[Required action] What lines in the data below mention the string "duplicate"? Copy them out.

[Data section]
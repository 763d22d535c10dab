//! Core types for API contract definitions.
//!
//! - [`Endpoint`] - A single API operation (method, path, payload shapes)
//! - [`Method`] - HTTP method enumeration
//! - [`Parameter`] / [`ParameterKind`] - Inputs to an endpoint
//! - [`ErrorResponse`] / [`ErrorStatus`] - Declared failure payloads

use std::fmt;

use serde::{Deserialize, Serialize};
use strum::{Display, EnumIter, EnumString};

use crate::schema::Schema;

/// HTTP methods an endpoint can declare.
///
/// Displays and serializes in lowercase, which is also the form used in
/// duplicate-endpoint keys. Parsing is case-insensitive.
///
/// ## Examples
///
/// ```
/// use std::str::FromStr;
/// use blueprint_define::Method;
///
/// assert_eq!(Method::from_str("GET").unwrap(), Method::Get);
/// assert_eq!(Method::from_str("patch").unwrap(), Method::Patch);
/// assert_eq!(Method::Delete.to_string(), "delete");
/// ```
#[derive(
    Debug, Clone, Copy, PartialEq, Eq, Hash, Serialize, Deserialize, Display, EnumIter, EnumString,
)]
#[serde(rename_all = "lowercase")]
#[strum(serialize_all = "lowercase", ascii_case_insensitive)]
pub enum Method {
    Get,
    Post,
    Put,
    Patch,
    Delete,
    Head,
    Options,
}

/// Where a parameter is carried in the request.
#[derive(
    Debug, Clone, Copy, PartialEq, Eq, Hash, Serialize, Deserialize, Display, EnumIter, EnumString,
)]
pub enum ParameterKind {
    /// A `:name` segment of the endpoint path.
    Path,
    Query,
    Header,
    /// The request body.
    Body,
}

/// One input of an endpoint.
///
/// ## Examples
///
/// ```
/// use blueprint_define::{Parameter, ParameterKind, Schema};
///
/// let limit = Parameter::new("limit", ParameterKind::Query, Schema::integer())
///     .with_description("Maximum number of items to return");
///
/// assert_eq!(limit.kind, ParameterKind::Query);
/// ```
#[derive(Debug, Clone, PartialEq, Serialize, Deserialize)]
pub struct Parameter<S = Schema> {
    pub name: String,
    #[serde(rename = "type")]
    pub kind: ParameterKind,
    #[serde(default, skip_serializing_if = "Option::is_none")]
    pub description: Option<String>,
    pub schema: S,
}

impl<S> Parameter<S> {
    /// Creates a parameter with no description.
    pub fn new(name: impl Into<String>, kind: ParameterKind, schema: S) -> Self {
        Self {
            name: name.into(),
            kind,
            description: None,
            schema,
        }
    }

    /// Sets the description.
    #[must_use]
    pub fn with_description(mut self, description: impl Into<String>) -> Self {
        self.description = Some(description.into());
        self
    }
}

/// The status condition an [`ErrorResponse`] applies to.
///
/// Serialized as the bare status number, or the string `"default"` for the
/// catch-all.
#[derive(Debug, Clone, Copy, PartialEq, Eq, Hash, Serialize, Deserialize)]
#[serde(try_from = "StatusRepr", into = "StatusRepr")]
pub enum ErrorStatus {
    Code(u16),
    /// Any status without a more specific entry.
    Default,
}

#[derive(Serialize, Deserialize)]
#[serde(untagged)]
enum StatusRepr {
    Code(u16),
    Keyword(String),
}

impl From<ErrorStatus> for StatusRepr {
    fn from(status: ErrorStatus) -> Self {
        match status {
            ErrorStatus::Code(code) => StatusRepr::Code(code),
            ErrorStatus::Default => StatusRepr::Keyword("default".to_string()),
        }
    }
}

impl TryFrom<StatusRepr> for ErrorStatus {
    type Error = String;

    fn try_from(repr: StatusRepr) -> Result<Self, Self::Error> {
        match repr {
            StatusRepr::Code(code) => Ok(ErrorStatus::Code(code)),
            StatusRepr::Keyword(word) if word == "default" => Ok(ErrorStatus::Default),
            StatusRepr::Keyword(word) => Err(format!(
                "invalid error status '{word}': expected a status code or \"default\""
            )),
        }
    }
}

impl fmt::Display for ErrorStatus {
    fn fmt(&self, f: &mut fmt::Formatter<'_>) -> fmt::Result {
        match self {
            ErrorStatus::Code(code) => write!(f, "{code}"),
            ErrorStatus::Default => f.write_str("default"),
        }
    }
}

/// A failure payload an endpoint may return.
#[derive(Debug, Clone, PartialEq, Serialize, Deserialize)]
pub struct ErrorResponse<S = Schema> {
    pub status: ErrorStatus,
    #[serde(default, skip_serializing_if = "Option::is_none")]
    pub description: Option<String>,
    pub schema: S,
}

impl<S> ErrorResponse<S> {
    /// Creates an error response with no description.
    pub fn new(status: ErrorStatus, schema: S) -> Self {
        Self {
            status,
            description: None,
            schema,
        }
    }

    /// Sets the description.
    #[must_use]
    pub fn with_description(mut self, description: impl Into<String>) -> Self {
        self.description = Some(description.into());
        self
    }
}

/// A single API endpoint description.
///
/// Within one API definition the `(method, path)` pair must be unique; see
/// [`check_api`](crate::check_api). The alias is not checked for uniqueness.
///
/// ## Path Parameters
///
/// Paths mark parameters with a leading colon: `/users/:id`.
///
/// ## Examples
///
/// ```
/// use blueprint_define::{Endpoint, ErrorResponse, ErrorStatus, Method, Parameter, ParameterKind, Schema};
///
/// let endpoint = Endpoint::new(Method::Get, "/users/:id", Schema::any())
///     .with_alias("getUser")
///     .with_description("Retrieve a user by ID")
///     .with_parameter(Parameter::new("expand", ParameterKind::Query, Schema::boolean()))
///     .with_error(ErrorResponse::new(ErrorStatus::Code(404), Schema::string()));
///
/// assert_eq!(endpoint.key(), "get /users/:id");
/// assert_eq!(endpoint.path_params(), vec!["id"]);
/// ```
#[derive(Debug, Clone, PartialEq, Serialize, Deserialize)]
#[serde(bound(deserialize = "S: Deserialize<'de>"))]
pub struct Endpoint<S = Schema> {
    pub method: Method,
    pub path: String,
    /// Human-friendly identifier, typically used as a client method name.
    #[serde(default, skip_serializing_if = "Option::is_none")]
    pub alias: Option<String>,
    #[serde(default, skip_serializing_if = "Option::is_none")]
    pub description: Option<String>,
    #[serde(default, skip_serializing_if = "Vec::is_empty")]
    pub parameters: Vec<Parameter<S>>,
    /// Shape of the success payload.
    pub response: S,
    #[serde(default, skip_serializing_if = "Vec::is_empty")]
    pub errors: Vec<ErrorResponse<S>>,
}

impl<S> Endpoint<S> {
    /// Creates an endpoint with no alias, description, parameters or errors.
    pub fn new(method: Method, path: impl Into<String>, response: S) -> Self {
        Self {
            method,
            path: path.into(),
            alias: None,
            description: None,
            parameters: Vec::new(),
            response,
            errors: Vec::new(),
        }
    }

    /// Sets the alias.
    #[must_use]
    pub fn with_alias(mut self, alias: impl Into<String>) -> Self {
        self.alias = Some(alias.into());
        self
    }

    /// Sets the description.
    #[must_use]
    pub fn with_description(mut self, description: impl Into<String>) -> Self {
        self.description = Some(description.into());
        self
    }

    /// Appends a parameter.
    #[must_use]
    pub fn with_parameter(mut self, parameter: Parameter<S>) -> Self {
        self.parameters.push(parameter);
        self
    }

    /// Appends an error response.
    #[must_use]
    pub fn with_error(mut self, error: ErrorResponse<S>) -> Self {
        self.errors.push(error);
        self
    }

    /// The canonical `"{method} {path}"` key used for duplicate detection.
    pub fn key(&self) -> String {
        format!("{} {}", self.method, self.path)
    }

    /// Names of the `:param` segments in the path, in order.
    pub fn path_params(&self) -> Vec<&str> {
        self.path
            .split('/')
            .filter_map(|segment| segment.strip_prefix(':'))
            .filter(|name| !name.is_empty())
            .collect()
    }
}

[Written solution]
/// duplicate-endpoint keys. Parsing is case-insensitive.
    /// The canonical `"{method} {path}"` key used for duplicate detection.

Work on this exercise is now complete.